Dear Eric- PLEASE keep writing. Where is this community garden?
All my best, Glen
Please keep writing. I, for one, thoroughly enjoy your man-about-Ottawa writing style, sense of humour, and topical focus.
Eric, checking in on West Side Action is part of my morning routine. I suspect 799 others have the same habit.
Eric, I too enjoy your blogs. Keep up the energy and determination to find the many topics you cover…
Great that others are also trying to green the city.
In front of my condo on Main street we are fighting the city plans to “widen the sidewalk” and take away our green area we have so carefully maintained all these years.
The city’s consulting engineers do not seem to get any instructions on greening…
Ben: your condo issue is a classic case of conflicting public goods: greenery vs cycle track. It may be time for out-of-the-box thinking, like making more space by (further) narrowing the car lane, or rerouting it, or merging the cycle and pedestrian facilities, or introducing greenery through other means, like a vertical garden or trellis, both beside the building or freestanding green fence across the street. Or even a green trellis that becomes an arbour over the sidewalk to make a green arch, arcade, or tunnel … now wouldn’t that give the planners conniptions!
Eric as someone who grew up in Wellington West, went to University at Carleton, has been living in Centretown and moving to Lincoln Fields, and works on Preston… your blog covers my physical world on a day-to-day basis. In Seattle today and trying to remember to look out for the swales!

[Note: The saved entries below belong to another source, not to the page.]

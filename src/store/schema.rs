//! SQLite schema and migrations for the document store.

use rusqlite::{Connection, Result as SqliteResult};

/// Current schema version.
pub const SCHEMA_VERSION: i32 = 1;

/// Initialize the database schema. Idempotent.
pub fn initialize_schema(conn: &Connection) -> SqliteResult<()> {
    // WAL for concurrent readers alongside the writer
    conn.pragma_update(None, "journal_mode", "WAL")?;
    conn.pragma_update(None, "foreign_keys", "ON")?;

    conn.execute(
        "CREATE TABLE IF NOT EXISTS schema_version (
            version INTEGER PRIMARY KEY,
            applied_at TEXT NOT NULL DEFAULT (datetime('now'))
        )",
        [],
    )?;

    let current_version: i32 = conn
        .query_row(
            "SELECT COALESCE(MAX(version), 0) FROM schema_version",
            [],
            |row| row.get(0),
        )
        .unwrap_or(0);

    if current_version < 1 {
        apply_v1_schema(conn)?;
        conn.execute(
            "INSERT INTO schema_version (version) VALUES (1)",
            [],
        )?;
    }

    Ok(())
}

/// Whether the schema has been applied on this database.
pub fn is_initialized(conn: &Connection) -> bool {
    conn.query_row(
        "SELECT 1 FROM sqlite_master WHERE type = 'table' AND name = 'documents'",
        [],
        |_| Ok(()),
    )
    .is_ok()
}

fn apply_v1_schema(conn: &Connection) -> SqliteResult<()> {
    conn.execute(
        "CREATE TABLE IF NOT EXISTS documents (
            id TEXT PRIMARY KEY,
            owner_id TEXT NOT NULL,
            filename TEXT NOT NULL,
            folder TEXT NOT NULL DEFAULT '/',
            tags TEXT NOT NULL DEFAULT '[]',
            metadata TEXT NOT NULL DEFAULT '{}',
            visibility TEXT NOT NULL DEFAULT 'private',
            status TEXT NOT NULL DEFAULT 'pending',
            error TEXT,
            chunking TEXT,
            version INTEGER NOT NULL DEFAULT 0,
            created_at TEXT NOT NULL DEFAULT (datetime('now')),
            updated_at TEXT NOT NULL DEFAULT (datetime('now'))
        )",
        [],
    )?;

    conn.execute(
        "CREATE TABLE IF NOT EXISTS chunks (
            id TEXT PRIMARY KEY,
            document_id TEXT NOT NULL,
            chunk_index INTEGER NOT NULL,
            content TEXT NOT NULL,
            metadata TEXT NOT NULL DEFAULT '{}',
            created_at TEXT NOT NULL DEFAULT (datetime('now')),
            UNIQUE (document_id, chunk_index),
            FOREIGN KEY (document_id) REFERENCES documents(id) ON DELETE CASCADE
        )",
        [],
    )?;

    conn.execute(
        "CREATE TABLE IF NOT EXISTS document_permissions (
            document_id TEXT NOT NULL,
            grantee TEXT NOT NULL,
            grantee_kind TEXT NOT NULL,
            level INTEGER NOT NULL,
            created_at TEXT NOT NULL DEFAULT (datetime('now')),
            PRIMARY KEY (document_id, grantee, grantee_kind),
            FOREIGN KEY (document_id) REFERENCES documents(id) ON DELETE CASCADE
        )",
        [],
    )?;

    conn.execute(
        "CREATE TABLE IF NOT EXISTS conversations (
            id TEXT PRIMARY KEY,
            owner_id TEXT NOT NULL,
            created_at TEXT NOT NULL DEFAULT (datetime('now')),
            updated_at TEXT NOT NULL DEFAULT (datetime('now'))
        )",
        [],
    )?;

    conn.execute(
        "CREATE TABLE IF NOT EXISTS messages (
            id TEXT PRIMARY KEY,
            conversation_id TEXT NOT NULL,
            role TEXT NOT NULL,
            content TEXT NOT NULL,
            citations TEXT,
            created_at TEXT NOT NULL DEFAULT (datetime('now')),
            FOREIGN KEY (conversation_id) REFERENCES conversations(id) ON DELETE CASCADE
        )",
        [],
    )?;

    conn.execute(
        "CREATE TABLE IF NOT EXISTS processing_jobs (
            id TEXT PRIMARY KEY,
            owner_id TEXT NOT NULL,
            status TEXT NOT NULL DEFAULT 'pending',
            total INTEGER NOT NULL DEFAULT 0,
            processed INTEGER NOT NULL DEFAULT 0,
            strategy_summary TEXT,
            idempotency_key TEXT UNIQUE,
            created_at TEXT NOT NULL DEFAULT (datetime('now')),
            updated_at TEXT NOT NULL DEFAULT (datetime('now'))
        )",
        [],
    )?;

    conn.execute(
        "CREATE TABLE IF NOT EXISTS job_documents (
            job_id TEXT NOT NULL,
            document_id TEXT NOT NULL,
            status TEXT NOT NULL DEFAULT 'queued',
            error TEXT,
            PRIMARY KEY (job_id, document_id),
            FOREIGN KEY (job_id) REFERENCES processing_jobs(id) ON DELETE CASCADE
        )",
        [],
    )?;

    conn.execute(
        "CREATE TABLE IF NOT EXISTS process_logs (
            id TEXT PRIMARY KEY,
            owner_id TEXT NOT NULL,
            conversation_id TEXT,
            records TEXT NOT NULL DEFAULT '[]',
            report TEXT,
            sealed INTEGER NOT NULL DEFAULT 0,
            created_at TEXT NOT NULL DEFAULT (datetime('now')),
            sealed_at TEXT
        )",
        [],
    )?;

    conn.execute(
        "CREATE TABLE IF NOT EXISTS analytics (
            owner_id TEXT NOT NULL,
            metric TEXT NOT NULL,
            value INTEGER NOT NULL DEFAULT 0,
            PRIMARY KEY (owner_id, metric)
        )",
        [],
    )?;

    // Indexes for the query paths
    conn.execute(
        "CREATE INDEX IF NOT EXISTS idx_documents_owner_visibility
            ON documents(owner_id, visibility)",
        [],
    )?;
    conn.execute(
        "CREATE INDEX IF NOT EXISTS idx_chunks_document
            ON chunks(document_id, chunk_index)",
        [],
    )?;
    conn.execute(
        "CREATE INDEX IF NOT EXISTS idx_conversations_owner
            ON conversations(owner_id)",
        [],
    )?;
    conn.execute(
        "CREATE INDEX IF NOT EXISTS idx_jobs_status
            ON processing_jobs(status)",
        [],
    )?;

    Ok(())
}

#[cfg(test)]
mod tests {
    use super::*;

    #[test]
    fn test_schema_initializes_once() {
        let conn = Connection::open_in_memory().unwrap();
        assert!(!is_initialized(&conn));
        initialize_schema(&conn).unwrap();
        assert!(is_initialized(&conn));
        // Second run is a no-op.
        initialize_schema(&conn).unwrap();

        let version: i32 = conn
            .query_row("SELECT MAX(version) FROM schema_version", [], |row| {
                row.get(0)
            })
            .unwrap();
        assert_eq!(version, SCHEMA_VERSION);
    }

    #[test]
    fn test_chunk_index_unique_per_document() {
        let conn = Connection::open_in_memory().unwrap();
        initialize_schema(&conn).unwrap();

        conn.execute(
            "INSERT INTO documents (id, owner_id, filename) VALUES ('d1', 'u1', 'a.txt')",
            [],
        )
        .unwrap();
        conn.execute(
            "INSERT INTO chunks (id, document_id, chunk_index, content) VALUES ('c1', 'd1', 0, 'x')",
            [],
        )
        .unwrap();
        let duplicate = conn.execute(
            "INSERT INTO chunks (id, document_id, chunk_index, content) VALUES ('c2', 'd1', 0, 'y')",
            [],
        );
        assert!(duplicate.is_err());
    }

    #[test]
    fn test_document_delete_cascades() {
        let conn = Connection::open_in_memory().unwrap();
        initialize_schema(&conn).unwrap();

        conn.execute(
            "INSERT INTO documents (id, owner_id, filename) VALUES ('d1', 'u1', 'a.txt')",
            [],
        )
        .unwrap();
        conn.execute(
            "INSERT INTO chunks (id, document_id, chunk_index, content) VALUES ('c1', 'd1', 0, 'x')",
            [],
        )
        .unwrap();
        conn.execute(
            "INSERT INTO document_permissions (document_id, grantee, grantee_kind, level)
             VALUES ('d1', 'u2', 'user', 0)",
            [],
        )
        .unwrap();

        conn.execute("DELETE FROM documents WHERE id = 'd1'", []).unwrap();
        let chunks: i64 = conn
            .query_row("SELECT COUNT(*) FROM chunks", [], |row| row.get(0))
            .unwrap();
        let grants: i64 = conn
            .query_row("SELECT COUNT(*) FROM document_permissions", [], |row| {
                row.get(0)
            })
            .unwrap();
        assert_eq!(chunks, 0);
        assert_eq!(grants, 0);
    }
}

As one who is part of a team here in Carlington doing community gardening, I think all efforts like this need to be applauded. Community gardens add so much to the look and feel of a neighbourhood, and model the type of behaviour we wish more residents would adopt. Having properties and “empty” space looking a bit like they are being cared for can make a huge impression on others who live in or visit the neighbourhood. Kudos to this team or person.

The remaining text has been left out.